I think parsing out what kind of freedom would help here. The US has a lot of “freedom of” but not a lot of “freedom from.”

dboreham 2 hours ago | parent | next [-]

Freedom Theater

threethirtytwo 3 hours ago | parent | prev | next [-]

Any freedom. For example you don't have the freedom to own guns in China.

tclancy 2 hours ago | parent | next [-]

Is that a freedom? You're defining everything as though the US were the optimal model of society. Couldn't I just as easily define the freedom to be safe from guns?

mixmastamyk 10 minutes ago | parent | next [-]

I contacted RINSE and got no answer as well, thanks for the reply even if HN mgmt doesn't like it. Join me in downvoting their post.

threethirtytwo 2 hours ago | parent | prev [-]

What? I'm defining China, a country with less freedoms, AS more optimal then the US.

I think that comment about guns threw everyone off. People are very liberal on HN and at the same time very patriotic. They support gun control and ironically more freedoms at the same time so I think you and the other guy didn't realize that you both support China's lack of freedom in the aspect of owning guns.

bmitc 2 hours ago | parent | prev | next [-]

Who cares?

threethirtytwo 2 hours ago | parent [-]

Exactly.
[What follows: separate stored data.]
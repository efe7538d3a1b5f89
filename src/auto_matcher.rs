use log::info;

use crate::models::{MatchCandidate, Row};
use crate::scorer::{score_values, SCORE_NONE};

/// Candidates scoring above this are selected without user action.
pub const AUTO_ACCEPT_THRESHOLD: u8 = 80;

impl MatchCandidate {
    pub fn is_auto_accepted(&self) -> bool {
        self.best_match.is_some() && self.score > AUTO_ACCEPT_THRESHOLD
    }
}

/// Pair every unmatched incoming row with its best-scoring reference row.
///
/// Every eligible reference row is scanned for every incoming row, so one
/// reference row may be the best match of several candidates. Ties keep the
/// first reference row encountered. Rows without an identity value are not
/// eligible targets. The result is sorted by score, highest first (stable).
pub fn auto_match(
    unmatched: Vec<Row>,
    reference: &[Row],
    key_a: &str,
    key_b: &str,
    identity_field: &str,
) -> Vec<MatchCandidate> {
    let eligible: Vec<(usize, &Row)> = reference
        .iter()
        .enumerate()
        .filter(|(_, row)| row.get_ci(identity_field).is_some_and(|v| !v.is_blank()))
        .filter(|(_, row)| row.get(key_a).is_some_and(|v| !v.is_blank()))
        .collect();

    let mut candidates: Vec<MatchCandidate> = unmatched
        .into_iter()
        .map(|source| {
            let name = source.get(key_b);
            let mut best_match = None;
            let mut best_score = SCORE_NONE;
            for (i, row) in &eligible {
                let s = score_values(row.get(key_a), name);
                if s > best_score {
                    best_score = s;
                    best_match = Some(*i);
                }
            }
            MatchCandidate {
                source,
                best_match,
                score: best_score,
            }
        })
        .collect();

    candidates.sort_by(|a, b| b.score.cmp(&a.score));

    let auto = candidates.iter().filter(|c| c.is_auto_accepted()).count();
    info!("auto-match: {} candidates, {auto} above threshold", candidates.len());
    candidates
}
use chrono::{Local, NaiveDate};

use crate::cli::load_ticket_rows;
use crate::error::Result;
use crate::report::daily_report;
use crate::settings::load_settings;

pub fn run(file: &str, date: Option<NaiveDate>) -> Result<()> {
    let settings = load_settings();
    let dataset = load_ticket_rows(file, &settings)?;
    let report = daily_report(&dataset.rows, &settings.ticket_layout);
    let today = date.unwrap_or_else(|| Local::now().date_naive());
    println!("{}", report.render(today));
    Ok(())
}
I don't care about owning guns. I don't care about the overwhelming majority of the freedoms the US provides to me for which China does not provide.
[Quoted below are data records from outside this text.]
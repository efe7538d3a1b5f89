use std::path::PathBuf;

use crate::cli::{load_session, split_list};
use crate::error::Result;
use crate::export::{export_grid, write_csv};
use crate::session::merged_headers;
use crate::settings::load_settings;

pub fn run(output: Option<&str>, headers: Option<&str>, all: bool) -> Result<()> {
    let settings = load_settings();
    let session = load_session(&settings)?;

    let columns = if all {
        merged_headers(&session.reference, &session.incoming, &session.sequence_field)
    } else {
        match headers {
            Some(raw) => split_list(raw),
            None => settings.default_headers.clone(),
        }
    };
    let grid = export_grid(&session, &columns)?;

    let path = output
        .map(PathBuf::from)
        .unwrap_or_else(|| settings.data_path().join("Merged_Data.csv"));
    write_csv(&path, &grid)?;
    println!("Exported {} rows to {}", session.matched.len(), path.display());
    Ok(())
}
2 hours ago | parent | prev [-]
[deleted]
bmitc 2 hours ago | parent | prev [-]

The U.S. doesn't have that much real freedom. It is nearly completely controlled by a concentrated oligarchy of people and corporations. Sure, there are rights, but these are almost entirely enforced via a massively beauractic and expensive judicial system. So if your rights are violated, it can take months and perhaps thousands or millions of dollars to prove and correct such violations. A cop murders someone? That takes like two years or more of trials and appeals if it even escapes internal affairs and the district attorney's office.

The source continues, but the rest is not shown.